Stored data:
▽

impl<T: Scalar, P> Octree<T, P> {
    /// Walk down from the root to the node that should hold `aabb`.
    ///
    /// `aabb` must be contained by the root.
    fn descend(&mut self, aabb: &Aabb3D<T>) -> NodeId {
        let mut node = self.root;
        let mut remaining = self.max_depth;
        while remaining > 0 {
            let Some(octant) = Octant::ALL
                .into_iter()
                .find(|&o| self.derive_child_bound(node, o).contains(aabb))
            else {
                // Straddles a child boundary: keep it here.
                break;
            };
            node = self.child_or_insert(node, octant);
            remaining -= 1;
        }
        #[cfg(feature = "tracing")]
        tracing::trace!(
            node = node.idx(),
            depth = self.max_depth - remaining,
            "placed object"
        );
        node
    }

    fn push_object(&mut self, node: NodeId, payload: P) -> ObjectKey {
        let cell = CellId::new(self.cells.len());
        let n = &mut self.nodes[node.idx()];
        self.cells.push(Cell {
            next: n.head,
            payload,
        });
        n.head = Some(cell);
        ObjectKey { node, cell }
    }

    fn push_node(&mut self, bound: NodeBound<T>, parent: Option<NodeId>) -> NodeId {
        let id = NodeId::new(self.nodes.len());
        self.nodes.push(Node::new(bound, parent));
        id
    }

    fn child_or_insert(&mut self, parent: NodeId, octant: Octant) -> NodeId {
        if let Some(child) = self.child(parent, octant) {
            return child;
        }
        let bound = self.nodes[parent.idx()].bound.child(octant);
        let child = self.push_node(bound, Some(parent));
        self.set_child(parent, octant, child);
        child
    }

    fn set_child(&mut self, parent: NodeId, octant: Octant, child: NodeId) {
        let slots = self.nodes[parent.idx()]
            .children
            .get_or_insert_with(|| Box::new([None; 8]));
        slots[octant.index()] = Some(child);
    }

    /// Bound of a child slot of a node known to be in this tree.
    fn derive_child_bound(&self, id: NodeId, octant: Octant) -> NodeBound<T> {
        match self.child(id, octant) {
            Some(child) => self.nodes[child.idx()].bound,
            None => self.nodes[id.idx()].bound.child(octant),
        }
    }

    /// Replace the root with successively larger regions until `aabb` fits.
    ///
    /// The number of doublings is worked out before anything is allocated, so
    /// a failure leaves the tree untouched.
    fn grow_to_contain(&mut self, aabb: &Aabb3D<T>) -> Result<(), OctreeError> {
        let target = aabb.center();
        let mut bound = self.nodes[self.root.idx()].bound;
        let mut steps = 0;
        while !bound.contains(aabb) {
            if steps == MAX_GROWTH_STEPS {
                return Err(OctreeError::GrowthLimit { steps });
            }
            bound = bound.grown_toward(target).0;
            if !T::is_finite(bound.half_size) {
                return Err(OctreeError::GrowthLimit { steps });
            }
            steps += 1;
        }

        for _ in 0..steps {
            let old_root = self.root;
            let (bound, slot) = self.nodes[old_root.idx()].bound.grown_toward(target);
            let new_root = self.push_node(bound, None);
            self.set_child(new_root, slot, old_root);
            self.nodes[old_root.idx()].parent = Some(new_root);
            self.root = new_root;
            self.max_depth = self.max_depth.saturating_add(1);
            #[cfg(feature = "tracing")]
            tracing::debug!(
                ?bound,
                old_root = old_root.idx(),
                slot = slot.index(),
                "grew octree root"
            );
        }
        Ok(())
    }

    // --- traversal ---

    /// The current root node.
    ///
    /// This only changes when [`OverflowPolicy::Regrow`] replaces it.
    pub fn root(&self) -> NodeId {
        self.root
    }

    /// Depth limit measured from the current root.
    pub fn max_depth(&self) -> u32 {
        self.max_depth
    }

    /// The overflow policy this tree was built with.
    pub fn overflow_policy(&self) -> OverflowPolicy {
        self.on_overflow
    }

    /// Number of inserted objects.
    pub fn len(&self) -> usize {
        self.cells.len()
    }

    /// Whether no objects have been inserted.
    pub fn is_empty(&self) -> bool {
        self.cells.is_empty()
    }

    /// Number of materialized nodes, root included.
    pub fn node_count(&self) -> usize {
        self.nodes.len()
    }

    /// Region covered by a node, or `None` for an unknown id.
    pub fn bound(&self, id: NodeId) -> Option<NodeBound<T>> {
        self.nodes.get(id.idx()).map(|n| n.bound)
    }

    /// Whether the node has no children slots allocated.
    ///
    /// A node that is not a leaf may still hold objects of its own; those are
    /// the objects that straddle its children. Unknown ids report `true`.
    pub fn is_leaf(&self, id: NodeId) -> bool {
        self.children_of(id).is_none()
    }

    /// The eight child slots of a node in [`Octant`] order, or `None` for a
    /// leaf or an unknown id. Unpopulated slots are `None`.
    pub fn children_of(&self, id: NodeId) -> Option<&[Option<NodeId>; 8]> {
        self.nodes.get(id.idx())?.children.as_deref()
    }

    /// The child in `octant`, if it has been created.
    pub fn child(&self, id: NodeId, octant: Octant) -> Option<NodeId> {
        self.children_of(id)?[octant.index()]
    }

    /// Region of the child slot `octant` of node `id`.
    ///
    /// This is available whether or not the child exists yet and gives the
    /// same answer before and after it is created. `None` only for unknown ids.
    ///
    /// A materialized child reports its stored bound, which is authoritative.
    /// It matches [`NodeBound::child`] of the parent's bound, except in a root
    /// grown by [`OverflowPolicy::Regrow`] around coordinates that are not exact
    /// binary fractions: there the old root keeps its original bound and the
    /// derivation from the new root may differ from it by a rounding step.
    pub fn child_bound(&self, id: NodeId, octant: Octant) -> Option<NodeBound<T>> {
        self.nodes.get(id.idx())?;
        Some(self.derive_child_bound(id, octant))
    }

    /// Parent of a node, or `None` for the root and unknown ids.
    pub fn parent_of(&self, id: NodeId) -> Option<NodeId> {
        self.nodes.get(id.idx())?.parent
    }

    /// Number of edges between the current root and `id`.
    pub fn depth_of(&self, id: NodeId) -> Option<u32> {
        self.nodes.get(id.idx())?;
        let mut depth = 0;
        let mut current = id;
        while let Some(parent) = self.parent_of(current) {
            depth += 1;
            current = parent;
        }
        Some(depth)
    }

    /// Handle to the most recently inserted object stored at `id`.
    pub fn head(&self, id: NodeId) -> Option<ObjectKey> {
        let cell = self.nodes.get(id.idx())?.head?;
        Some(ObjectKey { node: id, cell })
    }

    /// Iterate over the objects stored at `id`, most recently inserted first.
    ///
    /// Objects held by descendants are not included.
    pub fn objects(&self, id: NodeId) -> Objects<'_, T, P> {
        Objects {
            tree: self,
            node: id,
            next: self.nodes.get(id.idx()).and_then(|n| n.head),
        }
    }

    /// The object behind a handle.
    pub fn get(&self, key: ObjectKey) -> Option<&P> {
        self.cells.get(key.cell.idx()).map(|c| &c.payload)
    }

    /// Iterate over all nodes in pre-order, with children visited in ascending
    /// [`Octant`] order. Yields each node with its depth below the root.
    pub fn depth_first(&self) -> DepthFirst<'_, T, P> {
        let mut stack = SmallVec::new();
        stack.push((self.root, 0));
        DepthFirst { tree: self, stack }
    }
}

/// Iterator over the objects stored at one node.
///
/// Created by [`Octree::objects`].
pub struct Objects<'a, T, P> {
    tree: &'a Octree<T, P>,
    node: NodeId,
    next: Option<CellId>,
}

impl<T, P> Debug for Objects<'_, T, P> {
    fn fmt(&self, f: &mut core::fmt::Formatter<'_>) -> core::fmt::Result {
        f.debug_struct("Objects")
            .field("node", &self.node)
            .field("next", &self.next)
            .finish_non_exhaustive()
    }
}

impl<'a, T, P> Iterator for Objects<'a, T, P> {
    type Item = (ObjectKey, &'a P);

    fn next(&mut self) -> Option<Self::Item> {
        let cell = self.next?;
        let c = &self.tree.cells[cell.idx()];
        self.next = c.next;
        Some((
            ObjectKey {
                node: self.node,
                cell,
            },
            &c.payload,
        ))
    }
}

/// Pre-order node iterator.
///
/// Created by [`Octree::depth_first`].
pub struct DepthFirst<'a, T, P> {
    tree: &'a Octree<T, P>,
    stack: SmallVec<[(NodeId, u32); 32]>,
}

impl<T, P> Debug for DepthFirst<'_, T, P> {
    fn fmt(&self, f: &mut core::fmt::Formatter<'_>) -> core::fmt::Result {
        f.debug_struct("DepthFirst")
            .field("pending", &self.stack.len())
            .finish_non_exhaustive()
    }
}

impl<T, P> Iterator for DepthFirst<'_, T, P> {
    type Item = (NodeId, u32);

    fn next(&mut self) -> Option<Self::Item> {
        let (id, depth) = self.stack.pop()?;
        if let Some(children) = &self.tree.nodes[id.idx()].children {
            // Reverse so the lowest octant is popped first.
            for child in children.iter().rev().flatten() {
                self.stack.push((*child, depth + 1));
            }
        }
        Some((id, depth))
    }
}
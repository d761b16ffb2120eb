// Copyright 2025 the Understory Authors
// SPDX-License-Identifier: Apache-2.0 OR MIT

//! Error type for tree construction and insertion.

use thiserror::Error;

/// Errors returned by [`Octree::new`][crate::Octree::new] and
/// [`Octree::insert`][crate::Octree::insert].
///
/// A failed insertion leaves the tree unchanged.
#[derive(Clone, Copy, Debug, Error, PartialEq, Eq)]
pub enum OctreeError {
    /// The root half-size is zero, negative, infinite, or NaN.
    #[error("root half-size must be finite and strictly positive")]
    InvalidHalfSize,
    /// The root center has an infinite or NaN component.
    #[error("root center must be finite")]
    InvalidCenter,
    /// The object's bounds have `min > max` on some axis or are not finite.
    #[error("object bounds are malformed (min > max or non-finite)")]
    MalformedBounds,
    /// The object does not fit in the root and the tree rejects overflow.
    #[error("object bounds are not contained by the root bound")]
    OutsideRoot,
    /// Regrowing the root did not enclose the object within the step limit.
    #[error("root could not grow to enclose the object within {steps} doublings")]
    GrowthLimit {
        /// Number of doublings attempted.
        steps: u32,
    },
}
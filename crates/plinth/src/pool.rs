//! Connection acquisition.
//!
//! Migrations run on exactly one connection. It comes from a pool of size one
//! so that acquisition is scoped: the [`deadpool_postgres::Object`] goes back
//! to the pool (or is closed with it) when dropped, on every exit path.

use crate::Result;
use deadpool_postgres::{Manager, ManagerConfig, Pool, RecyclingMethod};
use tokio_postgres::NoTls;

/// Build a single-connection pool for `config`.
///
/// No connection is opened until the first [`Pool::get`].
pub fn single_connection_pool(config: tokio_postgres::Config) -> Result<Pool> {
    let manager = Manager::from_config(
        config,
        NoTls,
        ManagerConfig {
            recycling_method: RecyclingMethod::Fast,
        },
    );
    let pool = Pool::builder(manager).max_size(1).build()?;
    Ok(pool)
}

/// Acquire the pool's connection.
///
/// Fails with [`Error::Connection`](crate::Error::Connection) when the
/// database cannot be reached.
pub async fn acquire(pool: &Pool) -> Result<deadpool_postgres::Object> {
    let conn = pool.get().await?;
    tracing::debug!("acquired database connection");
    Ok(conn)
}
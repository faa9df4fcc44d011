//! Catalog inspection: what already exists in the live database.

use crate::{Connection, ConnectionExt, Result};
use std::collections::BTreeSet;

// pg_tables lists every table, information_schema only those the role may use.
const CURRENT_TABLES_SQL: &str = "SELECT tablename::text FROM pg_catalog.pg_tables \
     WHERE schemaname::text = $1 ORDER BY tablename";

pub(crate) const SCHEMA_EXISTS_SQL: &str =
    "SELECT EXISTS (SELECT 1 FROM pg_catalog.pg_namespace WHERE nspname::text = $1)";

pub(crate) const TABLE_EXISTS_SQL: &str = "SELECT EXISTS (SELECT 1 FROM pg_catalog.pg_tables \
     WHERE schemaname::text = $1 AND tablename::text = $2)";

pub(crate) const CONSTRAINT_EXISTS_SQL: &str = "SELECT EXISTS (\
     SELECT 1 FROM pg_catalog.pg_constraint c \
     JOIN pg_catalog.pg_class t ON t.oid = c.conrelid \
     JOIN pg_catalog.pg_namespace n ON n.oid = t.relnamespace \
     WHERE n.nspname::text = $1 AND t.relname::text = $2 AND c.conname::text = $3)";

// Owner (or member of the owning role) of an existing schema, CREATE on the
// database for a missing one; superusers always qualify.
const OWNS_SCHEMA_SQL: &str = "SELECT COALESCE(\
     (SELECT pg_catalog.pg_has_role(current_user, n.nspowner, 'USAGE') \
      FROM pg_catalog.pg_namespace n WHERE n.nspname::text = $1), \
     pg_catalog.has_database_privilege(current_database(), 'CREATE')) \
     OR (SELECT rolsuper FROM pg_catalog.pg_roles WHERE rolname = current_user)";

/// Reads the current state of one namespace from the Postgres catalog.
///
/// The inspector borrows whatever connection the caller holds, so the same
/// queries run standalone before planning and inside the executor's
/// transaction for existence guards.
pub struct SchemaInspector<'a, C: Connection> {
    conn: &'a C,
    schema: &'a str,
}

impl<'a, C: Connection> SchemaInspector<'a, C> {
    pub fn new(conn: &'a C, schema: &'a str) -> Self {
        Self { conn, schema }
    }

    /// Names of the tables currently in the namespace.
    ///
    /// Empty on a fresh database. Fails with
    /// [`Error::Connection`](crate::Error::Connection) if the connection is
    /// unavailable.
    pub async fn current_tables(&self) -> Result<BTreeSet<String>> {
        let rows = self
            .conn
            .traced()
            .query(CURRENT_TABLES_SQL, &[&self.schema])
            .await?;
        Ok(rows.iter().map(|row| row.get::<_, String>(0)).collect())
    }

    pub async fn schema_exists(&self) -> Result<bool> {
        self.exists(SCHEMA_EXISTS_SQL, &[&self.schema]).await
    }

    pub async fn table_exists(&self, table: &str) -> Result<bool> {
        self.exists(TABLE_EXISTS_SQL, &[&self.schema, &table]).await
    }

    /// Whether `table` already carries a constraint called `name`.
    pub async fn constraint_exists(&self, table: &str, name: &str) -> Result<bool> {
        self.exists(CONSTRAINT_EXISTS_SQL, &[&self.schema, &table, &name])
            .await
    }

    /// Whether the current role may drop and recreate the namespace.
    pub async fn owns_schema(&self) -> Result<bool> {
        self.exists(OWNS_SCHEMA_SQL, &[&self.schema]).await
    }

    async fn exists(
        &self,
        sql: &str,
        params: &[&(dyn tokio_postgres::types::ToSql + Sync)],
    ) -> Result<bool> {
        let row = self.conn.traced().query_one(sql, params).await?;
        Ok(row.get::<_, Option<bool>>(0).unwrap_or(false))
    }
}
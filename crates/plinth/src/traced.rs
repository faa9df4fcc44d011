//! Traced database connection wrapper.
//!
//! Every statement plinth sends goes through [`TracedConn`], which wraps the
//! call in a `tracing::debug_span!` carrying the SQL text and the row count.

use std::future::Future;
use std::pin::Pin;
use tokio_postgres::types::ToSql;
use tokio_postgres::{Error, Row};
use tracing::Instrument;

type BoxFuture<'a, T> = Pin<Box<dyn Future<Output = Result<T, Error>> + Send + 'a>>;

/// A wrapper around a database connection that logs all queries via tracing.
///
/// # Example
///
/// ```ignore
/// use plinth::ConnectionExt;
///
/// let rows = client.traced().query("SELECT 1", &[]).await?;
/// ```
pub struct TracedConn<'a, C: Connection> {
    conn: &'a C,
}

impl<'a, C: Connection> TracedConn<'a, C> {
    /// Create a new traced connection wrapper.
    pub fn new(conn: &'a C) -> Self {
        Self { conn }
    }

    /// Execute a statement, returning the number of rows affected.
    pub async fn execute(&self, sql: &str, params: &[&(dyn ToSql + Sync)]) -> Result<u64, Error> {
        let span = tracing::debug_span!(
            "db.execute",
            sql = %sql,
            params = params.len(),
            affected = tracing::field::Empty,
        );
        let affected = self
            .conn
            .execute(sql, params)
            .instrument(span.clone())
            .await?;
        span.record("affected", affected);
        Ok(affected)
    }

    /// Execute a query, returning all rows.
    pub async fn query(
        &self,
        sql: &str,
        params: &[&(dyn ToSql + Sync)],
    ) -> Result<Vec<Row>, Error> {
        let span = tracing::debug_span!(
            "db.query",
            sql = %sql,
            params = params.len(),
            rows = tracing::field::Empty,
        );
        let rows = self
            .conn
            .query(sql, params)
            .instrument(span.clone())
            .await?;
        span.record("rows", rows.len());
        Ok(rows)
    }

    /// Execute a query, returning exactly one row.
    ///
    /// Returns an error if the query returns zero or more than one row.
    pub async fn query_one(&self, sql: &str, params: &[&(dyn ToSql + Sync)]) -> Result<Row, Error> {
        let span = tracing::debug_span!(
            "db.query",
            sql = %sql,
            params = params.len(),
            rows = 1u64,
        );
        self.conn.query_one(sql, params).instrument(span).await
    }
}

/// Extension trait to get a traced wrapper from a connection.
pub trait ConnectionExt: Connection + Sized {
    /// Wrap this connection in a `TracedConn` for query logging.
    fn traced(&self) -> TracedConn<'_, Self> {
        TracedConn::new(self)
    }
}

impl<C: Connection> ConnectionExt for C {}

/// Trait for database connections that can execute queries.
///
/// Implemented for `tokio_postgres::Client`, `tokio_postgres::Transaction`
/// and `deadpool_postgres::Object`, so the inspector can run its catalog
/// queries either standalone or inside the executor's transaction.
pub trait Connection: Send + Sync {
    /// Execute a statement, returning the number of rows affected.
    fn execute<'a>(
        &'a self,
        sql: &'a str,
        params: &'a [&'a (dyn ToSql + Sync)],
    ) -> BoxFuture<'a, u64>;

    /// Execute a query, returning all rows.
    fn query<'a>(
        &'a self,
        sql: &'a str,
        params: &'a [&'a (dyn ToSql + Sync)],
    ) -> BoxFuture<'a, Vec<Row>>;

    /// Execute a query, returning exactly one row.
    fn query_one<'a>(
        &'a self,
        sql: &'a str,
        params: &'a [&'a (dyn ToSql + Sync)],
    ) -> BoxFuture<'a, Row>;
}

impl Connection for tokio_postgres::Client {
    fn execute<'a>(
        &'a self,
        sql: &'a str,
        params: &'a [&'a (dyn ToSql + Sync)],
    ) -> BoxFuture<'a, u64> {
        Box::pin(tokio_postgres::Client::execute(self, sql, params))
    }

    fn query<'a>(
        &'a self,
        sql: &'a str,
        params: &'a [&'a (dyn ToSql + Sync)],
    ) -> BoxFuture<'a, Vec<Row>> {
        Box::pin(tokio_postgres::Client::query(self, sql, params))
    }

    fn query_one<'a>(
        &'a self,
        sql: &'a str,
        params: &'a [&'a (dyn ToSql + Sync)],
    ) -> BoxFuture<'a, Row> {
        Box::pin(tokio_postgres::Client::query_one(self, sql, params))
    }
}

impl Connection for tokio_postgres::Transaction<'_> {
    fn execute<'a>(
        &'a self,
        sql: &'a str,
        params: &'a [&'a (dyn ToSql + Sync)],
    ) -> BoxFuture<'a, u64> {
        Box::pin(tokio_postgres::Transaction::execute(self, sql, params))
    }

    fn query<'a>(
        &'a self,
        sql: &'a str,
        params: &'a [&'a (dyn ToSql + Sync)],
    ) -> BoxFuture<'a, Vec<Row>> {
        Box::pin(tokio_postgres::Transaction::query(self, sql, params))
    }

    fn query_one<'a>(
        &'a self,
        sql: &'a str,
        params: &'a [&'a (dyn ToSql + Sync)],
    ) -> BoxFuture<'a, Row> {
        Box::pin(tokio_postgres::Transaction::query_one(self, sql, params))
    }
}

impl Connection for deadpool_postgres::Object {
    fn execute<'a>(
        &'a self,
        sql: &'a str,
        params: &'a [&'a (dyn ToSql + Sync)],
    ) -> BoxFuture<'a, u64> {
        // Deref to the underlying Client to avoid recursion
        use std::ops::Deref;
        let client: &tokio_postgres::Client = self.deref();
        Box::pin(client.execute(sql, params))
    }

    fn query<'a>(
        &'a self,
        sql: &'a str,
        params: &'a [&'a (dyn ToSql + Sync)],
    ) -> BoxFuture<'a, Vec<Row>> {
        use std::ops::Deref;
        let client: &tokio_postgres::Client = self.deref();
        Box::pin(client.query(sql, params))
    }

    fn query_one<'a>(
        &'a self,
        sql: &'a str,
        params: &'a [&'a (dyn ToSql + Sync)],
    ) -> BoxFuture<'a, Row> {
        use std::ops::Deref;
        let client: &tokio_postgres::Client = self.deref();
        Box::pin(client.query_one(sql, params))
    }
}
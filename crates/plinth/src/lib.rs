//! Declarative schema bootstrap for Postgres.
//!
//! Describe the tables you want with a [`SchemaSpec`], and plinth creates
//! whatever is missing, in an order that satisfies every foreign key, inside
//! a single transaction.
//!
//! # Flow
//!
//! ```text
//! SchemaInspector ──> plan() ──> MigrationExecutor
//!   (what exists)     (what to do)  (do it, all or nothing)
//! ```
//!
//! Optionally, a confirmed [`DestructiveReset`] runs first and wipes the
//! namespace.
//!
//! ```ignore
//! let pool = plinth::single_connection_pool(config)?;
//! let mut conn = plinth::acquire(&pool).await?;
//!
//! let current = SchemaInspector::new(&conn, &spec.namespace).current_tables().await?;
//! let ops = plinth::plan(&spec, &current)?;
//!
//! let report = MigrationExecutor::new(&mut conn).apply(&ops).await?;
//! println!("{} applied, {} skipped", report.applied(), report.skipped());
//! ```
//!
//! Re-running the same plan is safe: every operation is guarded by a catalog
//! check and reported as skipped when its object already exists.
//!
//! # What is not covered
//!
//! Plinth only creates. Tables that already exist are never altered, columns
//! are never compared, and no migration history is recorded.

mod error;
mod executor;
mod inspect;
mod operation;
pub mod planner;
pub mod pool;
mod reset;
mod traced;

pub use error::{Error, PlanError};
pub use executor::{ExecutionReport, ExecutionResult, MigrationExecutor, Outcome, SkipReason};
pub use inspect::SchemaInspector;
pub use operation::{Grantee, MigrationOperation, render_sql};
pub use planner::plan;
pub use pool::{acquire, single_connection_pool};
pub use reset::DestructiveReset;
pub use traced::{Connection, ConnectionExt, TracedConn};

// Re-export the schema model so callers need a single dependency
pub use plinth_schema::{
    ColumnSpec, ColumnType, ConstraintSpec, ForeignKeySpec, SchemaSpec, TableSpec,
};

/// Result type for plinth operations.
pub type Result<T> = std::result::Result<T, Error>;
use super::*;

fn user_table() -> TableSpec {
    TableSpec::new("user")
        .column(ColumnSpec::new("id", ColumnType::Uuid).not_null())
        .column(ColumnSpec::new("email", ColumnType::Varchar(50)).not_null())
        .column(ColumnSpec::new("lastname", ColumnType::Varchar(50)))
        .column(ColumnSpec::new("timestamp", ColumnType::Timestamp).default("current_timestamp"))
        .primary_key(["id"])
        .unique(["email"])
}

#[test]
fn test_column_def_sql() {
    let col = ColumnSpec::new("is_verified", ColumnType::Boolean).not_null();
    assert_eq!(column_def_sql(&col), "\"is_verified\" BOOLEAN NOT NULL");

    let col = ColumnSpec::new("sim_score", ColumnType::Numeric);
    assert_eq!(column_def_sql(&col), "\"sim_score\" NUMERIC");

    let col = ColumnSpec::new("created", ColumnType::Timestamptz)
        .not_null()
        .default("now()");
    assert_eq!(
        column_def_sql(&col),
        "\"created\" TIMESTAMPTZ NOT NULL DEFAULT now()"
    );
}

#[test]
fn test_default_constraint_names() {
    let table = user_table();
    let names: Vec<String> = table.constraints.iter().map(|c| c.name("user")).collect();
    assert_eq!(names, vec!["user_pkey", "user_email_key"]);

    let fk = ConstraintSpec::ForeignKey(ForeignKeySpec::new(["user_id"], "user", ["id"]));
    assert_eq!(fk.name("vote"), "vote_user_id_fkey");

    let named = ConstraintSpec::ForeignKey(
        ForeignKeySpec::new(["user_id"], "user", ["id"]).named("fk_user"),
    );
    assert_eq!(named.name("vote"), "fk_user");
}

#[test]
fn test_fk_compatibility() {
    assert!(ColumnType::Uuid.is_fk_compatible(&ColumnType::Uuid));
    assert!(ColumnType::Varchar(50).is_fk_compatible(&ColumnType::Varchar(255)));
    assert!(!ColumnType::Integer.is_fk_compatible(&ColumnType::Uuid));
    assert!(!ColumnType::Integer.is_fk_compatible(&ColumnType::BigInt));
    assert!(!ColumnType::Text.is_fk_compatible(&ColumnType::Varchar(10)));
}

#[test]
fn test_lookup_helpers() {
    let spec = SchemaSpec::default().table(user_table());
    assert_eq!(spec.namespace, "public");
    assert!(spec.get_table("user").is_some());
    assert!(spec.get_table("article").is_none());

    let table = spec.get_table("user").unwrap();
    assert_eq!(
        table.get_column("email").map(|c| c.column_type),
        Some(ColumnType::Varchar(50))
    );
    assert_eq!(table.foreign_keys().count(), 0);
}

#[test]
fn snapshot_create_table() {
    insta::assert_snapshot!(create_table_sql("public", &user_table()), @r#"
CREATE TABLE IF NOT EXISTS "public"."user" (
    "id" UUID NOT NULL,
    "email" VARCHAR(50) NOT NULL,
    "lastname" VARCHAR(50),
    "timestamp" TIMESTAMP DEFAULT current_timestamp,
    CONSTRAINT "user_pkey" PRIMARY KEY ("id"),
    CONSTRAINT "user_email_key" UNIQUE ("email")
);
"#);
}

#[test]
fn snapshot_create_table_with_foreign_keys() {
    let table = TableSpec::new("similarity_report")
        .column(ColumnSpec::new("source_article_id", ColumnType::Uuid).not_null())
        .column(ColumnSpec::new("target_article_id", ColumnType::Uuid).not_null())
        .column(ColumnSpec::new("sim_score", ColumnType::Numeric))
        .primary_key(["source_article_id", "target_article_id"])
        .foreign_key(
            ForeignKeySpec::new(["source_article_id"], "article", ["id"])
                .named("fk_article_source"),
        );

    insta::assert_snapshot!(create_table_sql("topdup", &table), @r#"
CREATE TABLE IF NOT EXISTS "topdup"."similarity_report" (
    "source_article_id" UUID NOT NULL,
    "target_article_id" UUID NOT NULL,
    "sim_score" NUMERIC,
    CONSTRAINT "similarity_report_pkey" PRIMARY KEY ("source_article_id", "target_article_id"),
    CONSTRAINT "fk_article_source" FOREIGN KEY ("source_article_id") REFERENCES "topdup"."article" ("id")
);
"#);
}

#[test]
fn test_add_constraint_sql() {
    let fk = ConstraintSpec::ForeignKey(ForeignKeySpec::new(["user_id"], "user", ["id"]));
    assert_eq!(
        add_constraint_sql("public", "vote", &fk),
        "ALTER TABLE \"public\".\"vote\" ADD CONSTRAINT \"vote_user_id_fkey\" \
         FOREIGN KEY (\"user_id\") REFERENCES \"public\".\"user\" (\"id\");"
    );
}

△

What to do:
Show each line of the data that contains the string "infinite".

Solution to this problem:
    /// The root half-size is zero, negative, infinite, or NaN.
    /// The root center has an infinite or NaN component.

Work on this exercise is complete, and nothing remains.